▸ **Instructions for the task**
Nothing is needed except the lines below that run from the one with "filename crates/domain/src/config/frontends.rs" through the one with "in the environment", repeated exactly.

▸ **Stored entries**
───

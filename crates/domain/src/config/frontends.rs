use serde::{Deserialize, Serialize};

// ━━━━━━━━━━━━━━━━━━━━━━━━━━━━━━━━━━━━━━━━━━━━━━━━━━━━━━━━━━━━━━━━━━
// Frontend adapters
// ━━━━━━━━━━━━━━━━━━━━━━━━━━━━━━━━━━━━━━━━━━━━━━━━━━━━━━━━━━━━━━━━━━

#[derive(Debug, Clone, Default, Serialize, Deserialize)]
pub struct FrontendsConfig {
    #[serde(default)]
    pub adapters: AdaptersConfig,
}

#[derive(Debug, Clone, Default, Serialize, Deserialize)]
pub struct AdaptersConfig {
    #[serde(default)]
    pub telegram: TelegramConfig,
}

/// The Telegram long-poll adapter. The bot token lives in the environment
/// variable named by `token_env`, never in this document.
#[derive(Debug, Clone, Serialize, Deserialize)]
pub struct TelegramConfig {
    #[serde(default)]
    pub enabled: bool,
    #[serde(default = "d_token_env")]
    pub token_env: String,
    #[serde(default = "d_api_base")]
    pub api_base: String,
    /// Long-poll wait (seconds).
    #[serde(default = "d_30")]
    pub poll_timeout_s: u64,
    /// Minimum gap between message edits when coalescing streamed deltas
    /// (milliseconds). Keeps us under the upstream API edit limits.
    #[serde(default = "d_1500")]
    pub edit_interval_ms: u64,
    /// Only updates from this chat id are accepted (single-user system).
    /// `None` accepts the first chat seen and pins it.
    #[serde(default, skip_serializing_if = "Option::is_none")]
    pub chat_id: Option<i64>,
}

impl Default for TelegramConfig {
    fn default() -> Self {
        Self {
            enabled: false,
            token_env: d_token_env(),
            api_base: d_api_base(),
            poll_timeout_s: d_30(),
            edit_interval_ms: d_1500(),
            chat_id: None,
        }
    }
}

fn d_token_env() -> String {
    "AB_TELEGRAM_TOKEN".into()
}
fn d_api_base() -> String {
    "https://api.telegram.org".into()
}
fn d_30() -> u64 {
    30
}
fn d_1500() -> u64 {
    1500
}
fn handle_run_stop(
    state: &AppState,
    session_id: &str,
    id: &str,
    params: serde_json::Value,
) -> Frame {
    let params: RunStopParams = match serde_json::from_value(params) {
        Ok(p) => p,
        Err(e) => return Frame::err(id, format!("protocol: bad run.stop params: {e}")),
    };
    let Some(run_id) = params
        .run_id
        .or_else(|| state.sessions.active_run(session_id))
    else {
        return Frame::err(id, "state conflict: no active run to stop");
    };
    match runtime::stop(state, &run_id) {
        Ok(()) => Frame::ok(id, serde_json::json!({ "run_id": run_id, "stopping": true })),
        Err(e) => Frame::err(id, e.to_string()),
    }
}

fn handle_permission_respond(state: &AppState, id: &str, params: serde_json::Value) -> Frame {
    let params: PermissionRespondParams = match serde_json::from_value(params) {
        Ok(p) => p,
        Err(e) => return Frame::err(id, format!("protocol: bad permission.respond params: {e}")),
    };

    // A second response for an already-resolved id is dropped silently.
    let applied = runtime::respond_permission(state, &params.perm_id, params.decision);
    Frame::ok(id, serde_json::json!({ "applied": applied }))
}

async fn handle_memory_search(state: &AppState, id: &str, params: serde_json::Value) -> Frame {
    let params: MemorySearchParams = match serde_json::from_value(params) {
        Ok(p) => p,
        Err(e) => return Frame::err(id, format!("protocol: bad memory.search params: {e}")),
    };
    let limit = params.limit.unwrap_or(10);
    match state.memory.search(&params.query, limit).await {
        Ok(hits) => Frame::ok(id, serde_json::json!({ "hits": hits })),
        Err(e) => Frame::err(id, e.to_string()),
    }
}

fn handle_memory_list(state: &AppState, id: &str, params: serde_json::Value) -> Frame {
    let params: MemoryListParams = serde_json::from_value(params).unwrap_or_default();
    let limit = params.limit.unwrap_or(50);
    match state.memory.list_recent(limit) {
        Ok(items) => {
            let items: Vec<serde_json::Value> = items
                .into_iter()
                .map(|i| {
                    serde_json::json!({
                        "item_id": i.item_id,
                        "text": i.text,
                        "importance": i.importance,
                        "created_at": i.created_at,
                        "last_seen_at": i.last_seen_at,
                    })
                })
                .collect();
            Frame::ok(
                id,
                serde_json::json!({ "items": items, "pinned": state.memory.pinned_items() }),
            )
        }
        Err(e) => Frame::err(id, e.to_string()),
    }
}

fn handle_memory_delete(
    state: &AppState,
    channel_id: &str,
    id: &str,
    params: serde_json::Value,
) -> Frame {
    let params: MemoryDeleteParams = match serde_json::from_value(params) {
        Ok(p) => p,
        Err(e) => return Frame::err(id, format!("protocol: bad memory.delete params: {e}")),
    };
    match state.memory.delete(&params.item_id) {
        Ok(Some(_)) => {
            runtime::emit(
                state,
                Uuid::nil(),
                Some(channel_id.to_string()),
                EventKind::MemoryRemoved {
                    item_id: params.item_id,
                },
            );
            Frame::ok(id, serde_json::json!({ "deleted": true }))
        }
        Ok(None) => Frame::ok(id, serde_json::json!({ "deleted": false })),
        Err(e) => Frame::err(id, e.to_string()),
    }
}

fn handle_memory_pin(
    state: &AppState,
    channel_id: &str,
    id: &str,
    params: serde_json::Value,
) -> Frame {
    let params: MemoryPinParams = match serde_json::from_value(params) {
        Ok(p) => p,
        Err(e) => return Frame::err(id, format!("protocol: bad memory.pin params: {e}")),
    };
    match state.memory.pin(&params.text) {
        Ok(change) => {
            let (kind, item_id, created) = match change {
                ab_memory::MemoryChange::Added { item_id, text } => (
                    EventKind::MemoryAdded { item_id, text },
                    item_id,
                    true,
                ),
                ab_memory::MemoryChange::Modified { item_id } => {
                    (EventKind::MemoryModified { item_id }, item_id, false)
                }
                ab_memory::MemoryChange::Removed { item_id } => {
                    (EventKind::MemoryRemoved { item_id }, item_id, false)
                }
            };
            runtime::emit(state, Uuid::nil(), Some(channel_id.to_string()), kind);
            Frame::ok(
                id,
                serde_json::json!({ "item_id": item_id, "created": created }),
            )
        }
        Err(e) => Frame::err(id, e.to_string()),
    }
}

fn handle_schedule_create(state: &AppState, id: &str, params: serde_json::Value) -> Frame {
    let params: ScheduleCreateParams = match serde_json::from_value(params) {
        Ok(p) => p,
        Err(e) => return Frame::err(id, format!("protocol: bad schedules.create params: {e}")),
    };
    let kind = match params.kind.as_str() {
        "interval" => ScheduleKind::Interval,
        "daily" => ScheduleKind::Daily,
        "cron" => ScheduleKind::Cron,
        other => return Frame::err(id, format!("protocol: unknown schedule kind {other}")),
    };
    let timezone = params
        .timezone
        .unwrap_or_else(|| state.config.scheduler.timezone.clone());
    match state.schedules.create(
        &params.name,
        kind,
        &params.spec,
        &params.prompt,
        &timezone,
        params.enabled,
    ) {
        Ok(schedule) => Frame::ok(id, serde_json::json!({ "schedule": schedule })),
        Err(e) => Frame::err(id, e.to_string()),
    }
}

───

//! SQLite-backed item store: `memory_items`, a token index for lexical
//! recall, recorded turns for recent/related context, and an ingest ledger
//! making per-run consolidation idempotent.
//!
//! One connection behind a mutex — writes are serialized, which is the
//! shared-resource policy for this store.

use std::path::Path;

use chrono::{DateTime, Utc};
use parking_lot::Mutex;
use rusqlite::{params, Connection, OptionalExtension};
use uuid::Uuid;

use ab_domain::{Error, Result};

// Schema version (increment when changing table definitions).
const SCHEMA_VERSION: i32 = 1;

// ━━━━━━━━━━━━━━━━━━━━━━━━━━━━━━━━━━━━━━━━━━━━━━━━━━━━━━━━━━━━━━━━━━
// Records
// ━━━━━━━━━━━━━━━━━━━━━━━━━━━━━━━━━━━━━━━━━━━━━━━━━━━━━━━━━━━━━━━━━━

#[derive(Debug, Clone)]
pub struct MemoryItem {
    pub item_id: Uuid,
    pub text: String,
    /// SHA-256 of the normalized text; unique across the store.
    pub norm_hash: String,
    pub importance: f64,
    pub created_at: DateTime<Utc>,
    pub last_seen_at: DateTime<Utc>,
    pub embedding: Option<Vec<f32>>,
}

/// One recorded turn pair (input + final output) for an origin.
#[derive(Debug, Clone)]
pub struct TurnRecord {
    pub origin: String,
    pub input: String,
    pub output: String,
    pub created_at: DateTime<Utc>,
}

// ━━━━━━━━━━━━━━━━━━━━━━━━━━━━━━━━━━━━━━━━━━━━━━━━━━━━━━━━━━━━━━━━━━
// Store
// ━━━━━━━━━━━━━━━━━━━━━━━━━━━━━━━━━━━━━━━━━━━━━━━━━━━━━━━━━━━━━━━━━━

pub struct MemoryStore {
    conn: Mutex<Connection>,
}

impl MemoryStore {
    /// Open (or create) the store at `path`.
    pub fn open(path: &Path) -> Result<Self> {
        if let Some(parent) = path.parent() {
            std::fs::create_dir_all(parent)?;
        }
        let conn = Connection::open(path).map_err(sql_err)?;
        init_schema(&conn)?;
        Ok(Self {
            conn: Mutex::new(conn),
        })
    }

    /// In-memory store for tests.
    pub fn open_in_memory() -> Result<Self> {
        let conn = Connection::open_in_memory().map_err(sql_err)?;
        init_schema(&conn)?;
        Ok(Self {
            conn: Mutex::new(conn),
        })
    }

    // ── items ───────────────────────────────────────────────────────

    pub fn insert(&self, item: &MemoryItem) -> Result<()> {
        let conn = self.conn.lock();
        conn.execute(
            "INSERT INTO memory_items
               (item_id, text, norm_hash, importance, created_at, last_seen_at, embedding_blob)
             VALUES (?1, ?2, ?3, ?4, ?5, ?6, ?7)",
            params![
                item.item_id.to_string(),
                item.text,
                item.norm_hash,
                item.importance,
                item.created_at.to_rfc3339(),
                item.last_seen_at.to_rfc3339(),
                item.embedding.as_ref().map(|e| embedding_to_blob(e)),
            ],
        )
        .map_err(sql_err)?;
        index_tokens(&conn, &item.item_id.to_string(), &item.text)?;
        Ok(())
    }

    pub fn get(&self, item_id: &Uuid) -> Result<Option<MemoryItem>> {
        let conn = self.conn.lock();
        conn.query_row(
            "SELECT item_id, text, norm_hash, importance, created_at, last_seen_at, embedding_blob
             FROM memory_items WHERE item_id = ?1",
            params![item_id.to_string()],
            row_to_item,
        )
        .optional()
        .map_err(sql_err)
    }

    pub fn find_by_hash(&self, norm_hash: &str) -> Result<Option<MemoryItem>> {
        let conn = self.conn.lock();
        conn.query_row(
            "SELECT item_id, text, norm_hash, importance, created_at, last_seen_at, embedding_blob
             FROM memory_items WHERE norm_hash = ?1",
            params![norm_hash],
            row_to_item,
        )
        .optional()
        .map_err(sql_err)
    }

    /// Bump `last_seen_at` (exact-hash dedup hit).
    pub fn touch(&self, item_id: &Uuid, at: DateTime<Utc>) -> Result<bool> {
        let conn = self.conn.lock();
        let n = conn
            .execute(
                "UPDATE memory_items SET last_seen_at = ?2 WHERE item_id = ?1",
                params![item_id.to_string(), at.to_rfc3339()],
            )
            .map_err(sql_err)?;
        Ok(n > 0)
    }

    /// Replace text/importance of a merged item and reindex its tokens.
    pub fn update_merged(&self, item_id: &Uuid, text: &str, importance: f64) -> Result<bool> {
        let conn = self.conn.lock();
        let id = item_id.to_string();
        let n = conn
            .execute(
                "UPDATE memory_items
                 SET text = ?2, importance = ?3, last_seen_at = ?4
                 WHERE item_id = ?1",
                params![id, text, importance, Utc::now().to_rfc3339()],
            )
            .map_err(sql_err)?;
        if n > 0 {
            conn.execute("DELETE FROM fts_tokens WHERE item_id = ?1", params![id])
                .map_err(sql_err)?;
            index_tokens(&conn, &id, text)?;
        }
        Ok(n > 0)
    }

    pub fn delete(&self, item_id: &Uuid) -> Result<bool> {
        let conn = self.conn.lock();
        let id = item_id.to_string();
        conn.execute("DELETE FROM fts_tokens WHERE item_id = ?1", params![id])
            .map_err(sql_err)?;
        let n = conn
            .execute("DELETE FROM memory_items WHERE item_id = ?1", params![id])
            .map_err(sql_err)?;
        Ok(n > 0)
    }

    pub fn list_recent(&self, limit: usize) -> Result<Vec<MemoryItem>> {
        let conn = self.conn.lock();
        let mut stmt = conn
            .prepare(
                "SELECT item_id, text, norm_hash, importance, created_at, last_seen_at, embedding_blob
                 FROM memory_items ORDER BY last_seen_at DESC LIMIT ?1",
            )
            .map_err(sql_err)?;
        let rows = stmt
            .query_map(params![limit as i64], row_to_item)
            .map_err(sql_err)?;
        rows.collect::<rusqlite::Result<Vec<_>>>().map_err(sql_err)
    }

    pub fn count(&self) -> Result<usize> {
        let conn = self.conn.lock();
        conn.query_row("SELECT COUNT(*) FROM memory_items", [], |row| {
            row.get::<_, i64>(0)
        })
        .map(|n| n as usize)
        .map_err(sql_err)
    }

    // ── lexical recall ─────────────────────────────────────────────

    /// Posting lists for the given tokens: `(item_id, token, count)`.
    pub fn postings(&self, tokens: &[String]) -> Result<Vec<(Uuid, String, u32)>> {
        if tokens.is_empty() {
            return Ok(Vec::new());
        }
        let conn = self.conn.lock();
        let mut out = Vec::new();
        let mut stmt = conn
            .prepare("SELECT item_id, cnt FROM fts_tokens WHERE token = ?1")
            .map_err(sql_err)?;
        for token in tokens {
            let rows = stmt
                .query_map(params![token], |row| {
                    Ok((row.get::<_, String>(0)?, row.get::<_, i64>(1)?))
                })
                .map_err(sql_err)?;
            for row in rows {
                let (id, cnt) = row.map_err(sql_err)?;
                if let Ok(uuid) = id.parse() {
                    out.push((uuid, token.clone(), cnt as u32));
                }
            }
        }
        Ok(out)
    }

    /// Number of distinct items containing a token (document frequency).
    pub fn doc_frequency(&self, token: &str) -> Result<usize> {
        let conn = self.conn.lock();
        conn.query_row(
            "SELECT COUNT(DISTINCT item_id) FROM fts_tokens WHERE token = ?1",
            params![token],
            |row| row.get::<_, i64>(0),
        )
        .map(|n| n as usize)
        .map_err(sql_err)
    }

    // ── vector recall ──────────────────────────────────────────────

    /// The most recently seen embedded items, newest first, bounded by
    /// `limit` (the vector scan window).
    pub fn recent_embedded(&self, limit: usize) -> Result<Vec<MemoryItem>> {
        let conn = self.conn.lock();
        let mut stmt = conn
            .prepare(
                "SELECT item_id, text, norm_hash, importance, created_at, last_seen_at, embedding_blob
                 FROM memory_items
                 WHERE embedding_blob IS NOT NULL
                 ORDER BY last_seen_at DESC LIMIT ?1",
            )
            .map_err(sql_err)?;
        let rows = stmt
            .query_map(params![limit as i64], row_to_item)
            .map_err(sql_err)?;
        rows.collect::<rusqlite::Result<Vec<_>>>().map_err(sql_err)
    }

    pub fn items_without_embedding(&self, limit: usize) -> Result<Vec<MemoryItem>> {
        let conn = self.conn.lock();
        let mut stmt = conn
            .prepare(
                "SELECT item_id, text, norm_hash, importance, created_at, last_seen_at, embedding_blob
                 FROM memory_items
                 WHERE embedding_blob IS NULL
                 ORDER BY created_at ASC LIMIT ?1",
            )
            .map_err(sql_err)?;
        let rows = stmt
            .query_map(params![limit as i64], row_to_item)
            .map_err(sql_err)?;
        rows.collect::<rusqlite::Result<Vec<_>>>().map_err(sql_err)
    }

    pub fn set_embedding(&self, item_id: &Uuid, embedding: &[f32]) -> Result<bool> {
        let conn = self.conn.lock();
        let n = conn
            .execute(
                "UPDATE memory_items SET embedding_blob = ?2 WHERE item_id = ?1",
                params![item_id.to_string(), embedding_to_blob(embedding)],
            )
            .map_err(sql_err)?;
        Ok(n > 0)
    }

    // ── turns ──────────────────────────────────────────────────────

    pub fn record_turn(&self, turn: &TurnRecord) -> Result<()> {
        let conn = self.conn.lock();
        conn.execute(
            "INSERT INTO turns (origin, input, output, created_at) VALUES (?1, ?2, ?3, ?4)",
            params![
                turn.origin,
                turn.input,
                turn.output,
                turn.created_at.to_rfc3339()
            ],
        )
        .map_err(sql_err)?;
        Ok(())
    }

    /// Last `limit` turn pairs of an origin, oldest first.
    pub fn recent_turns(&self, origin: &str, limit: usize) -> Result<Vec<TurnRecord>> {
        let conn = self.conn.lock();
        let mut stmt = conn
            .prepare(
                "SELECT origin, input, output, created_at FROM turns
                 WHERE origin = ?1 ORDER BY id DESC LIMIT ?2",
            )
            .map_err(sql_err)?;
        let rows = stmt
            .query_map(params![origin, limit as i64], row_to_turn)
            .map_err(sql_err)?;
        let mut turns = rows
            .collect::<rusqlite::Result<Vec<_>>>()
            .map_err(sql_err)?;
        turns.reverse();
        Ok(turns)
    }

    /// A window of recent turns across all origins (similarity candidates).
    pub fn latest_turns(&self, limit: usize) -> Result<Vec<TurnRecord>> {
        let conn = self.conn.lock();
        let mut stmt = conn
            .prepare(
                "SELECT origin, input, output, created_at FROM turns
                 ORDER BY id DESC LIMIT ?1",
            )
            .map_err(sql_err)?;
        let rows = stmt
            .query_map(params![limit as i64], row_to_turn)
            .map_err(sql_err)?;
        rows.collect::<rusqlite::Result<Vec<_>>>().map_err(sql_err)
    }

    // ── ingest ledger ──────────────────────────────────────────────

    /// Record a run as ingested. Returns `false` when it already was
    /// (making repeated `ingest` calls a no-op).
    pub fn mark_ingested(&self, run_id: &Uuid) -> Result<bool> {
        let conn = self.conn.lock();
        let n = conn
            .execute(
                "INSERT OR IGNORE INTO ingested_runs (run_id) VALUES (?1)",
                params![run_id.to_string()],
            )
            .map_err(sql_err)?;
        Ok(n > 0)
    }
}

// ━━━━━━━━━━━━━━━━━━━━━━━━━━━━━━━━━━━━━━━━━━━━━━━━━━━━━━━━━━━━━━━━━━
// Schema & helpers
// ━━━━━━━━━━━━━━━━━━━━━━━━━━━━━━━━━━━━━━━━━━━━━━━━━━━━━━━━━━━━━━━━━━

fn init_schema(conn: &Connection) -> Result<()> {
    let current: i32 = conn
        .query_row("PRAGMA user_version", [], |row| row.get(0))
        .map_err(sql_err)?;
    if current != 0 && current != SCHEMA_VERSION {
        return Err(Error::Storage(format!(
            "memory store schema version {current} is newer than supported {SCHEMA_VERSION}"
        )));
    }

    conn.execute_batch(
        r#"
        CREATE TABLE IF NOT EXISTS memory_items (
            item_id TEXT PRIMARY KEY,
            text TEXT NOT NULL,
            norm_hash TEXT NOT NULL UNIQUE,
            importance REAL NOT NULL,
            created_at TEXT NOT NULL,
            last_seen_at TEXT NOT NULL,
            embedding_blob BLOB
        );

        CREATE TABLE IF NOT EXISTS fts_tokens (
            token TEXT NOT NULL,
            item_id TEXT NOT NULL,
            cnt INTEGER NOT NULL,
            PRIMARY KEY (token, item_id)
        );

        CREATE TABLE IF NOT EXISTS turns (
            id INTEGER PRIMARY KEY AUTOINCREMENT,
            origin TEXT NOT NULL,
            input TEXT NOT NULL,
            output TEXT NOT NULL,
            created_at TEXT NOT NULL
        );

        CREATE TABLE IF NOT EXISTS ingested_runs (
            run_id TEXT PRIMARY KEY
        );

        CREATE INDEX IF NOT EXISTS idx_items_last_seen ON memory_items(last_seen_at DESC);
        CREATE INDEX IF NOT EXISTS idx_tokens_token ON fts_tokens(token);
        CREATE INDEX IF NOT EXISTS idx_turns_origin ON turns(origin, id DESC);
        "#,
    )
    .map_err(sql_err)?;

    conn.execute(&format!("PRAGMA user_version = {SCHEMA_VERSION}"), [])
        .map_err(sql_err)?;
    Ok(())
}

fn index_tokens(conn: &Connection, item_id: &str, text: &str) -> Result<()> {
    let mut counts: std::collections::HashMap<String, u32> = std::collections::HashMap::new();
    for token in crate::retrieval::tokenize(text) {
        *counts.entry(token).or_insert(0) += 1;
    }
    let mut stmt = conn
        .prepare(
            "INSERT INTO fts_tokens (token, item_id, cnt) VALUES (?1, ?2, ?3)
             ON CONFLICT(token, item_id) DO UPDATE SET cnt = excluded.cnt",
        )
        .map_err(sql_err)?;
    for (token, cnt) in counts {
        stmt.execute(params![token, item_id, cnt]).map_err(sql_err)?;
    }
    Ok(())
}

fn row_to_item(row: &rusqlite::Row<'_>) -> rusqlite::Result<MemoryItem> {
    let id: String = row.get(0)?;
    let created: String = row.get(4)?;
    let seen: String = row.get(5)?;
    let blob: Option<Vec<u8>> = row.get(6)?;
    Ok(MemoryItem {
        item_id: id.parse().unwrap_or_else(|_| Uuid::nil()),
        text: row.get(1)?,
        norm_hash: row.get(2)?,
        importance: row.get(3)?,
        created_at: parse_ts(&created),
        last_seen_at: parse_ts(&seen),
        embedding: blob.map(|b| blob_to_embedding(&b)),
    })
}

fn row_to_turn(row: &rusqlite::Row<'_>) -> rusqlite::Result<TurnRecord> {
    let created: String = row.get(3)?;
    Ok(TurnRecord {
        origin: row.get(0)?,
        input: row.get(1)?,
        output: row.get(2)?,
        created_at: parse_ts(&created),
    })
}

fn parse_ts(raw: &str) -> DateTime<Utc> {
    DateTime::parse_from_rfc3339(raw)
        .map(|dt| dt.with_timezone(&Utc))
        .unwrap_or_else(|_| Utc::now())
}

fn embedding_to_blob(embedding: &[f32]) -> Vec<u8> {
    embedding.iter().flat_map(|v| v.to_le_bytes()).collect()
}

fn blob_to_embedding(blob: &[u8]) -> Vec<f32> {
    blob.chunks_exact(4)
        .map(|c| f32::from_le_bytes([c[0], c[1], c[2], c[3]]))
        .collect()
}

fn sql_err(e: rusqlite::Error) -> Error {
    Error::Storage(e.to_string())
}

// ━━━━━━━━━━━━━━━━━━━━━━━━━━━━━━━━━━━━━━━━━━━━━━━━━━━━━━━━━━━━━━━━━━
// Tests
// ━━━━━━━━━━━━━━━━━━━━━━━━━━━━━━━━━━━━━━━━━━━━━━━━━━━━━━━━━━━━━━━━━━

───

▸ **Solution to this exercise**
filename crates/domain/src/config/frontends.rs
use serde::{Deserialize, Serialize};

// ━━━━━━━━━━━━━━━━━━━━━━━━━━━━━━━━━━━━━━━━━━━━━━━━━━━━━━━━━━━━━━━━━━
// Frontend adapters
// ━━━━━━━━━━━━━━━━━━━━━━━━━━━━━━━━━━━━━━━━━━━━━━━━━━━━━━━━━━━━━━━━━━

#[derive(Debug, Clone, Default, Serialize, Deserialize)]
pub struct FrontendsConfig {
    #[serde(default)]
    pub adapters: AdaptersConfig,
}

#[derive(Debug, Clone, Default, Serialize, Deserialize)]
pub struct AdaptersConfig {
    #[serde(default)]
    pub telegram: TelegramConfig,
}

/// The Telegram long-poll adapter. The bot token lives in the environment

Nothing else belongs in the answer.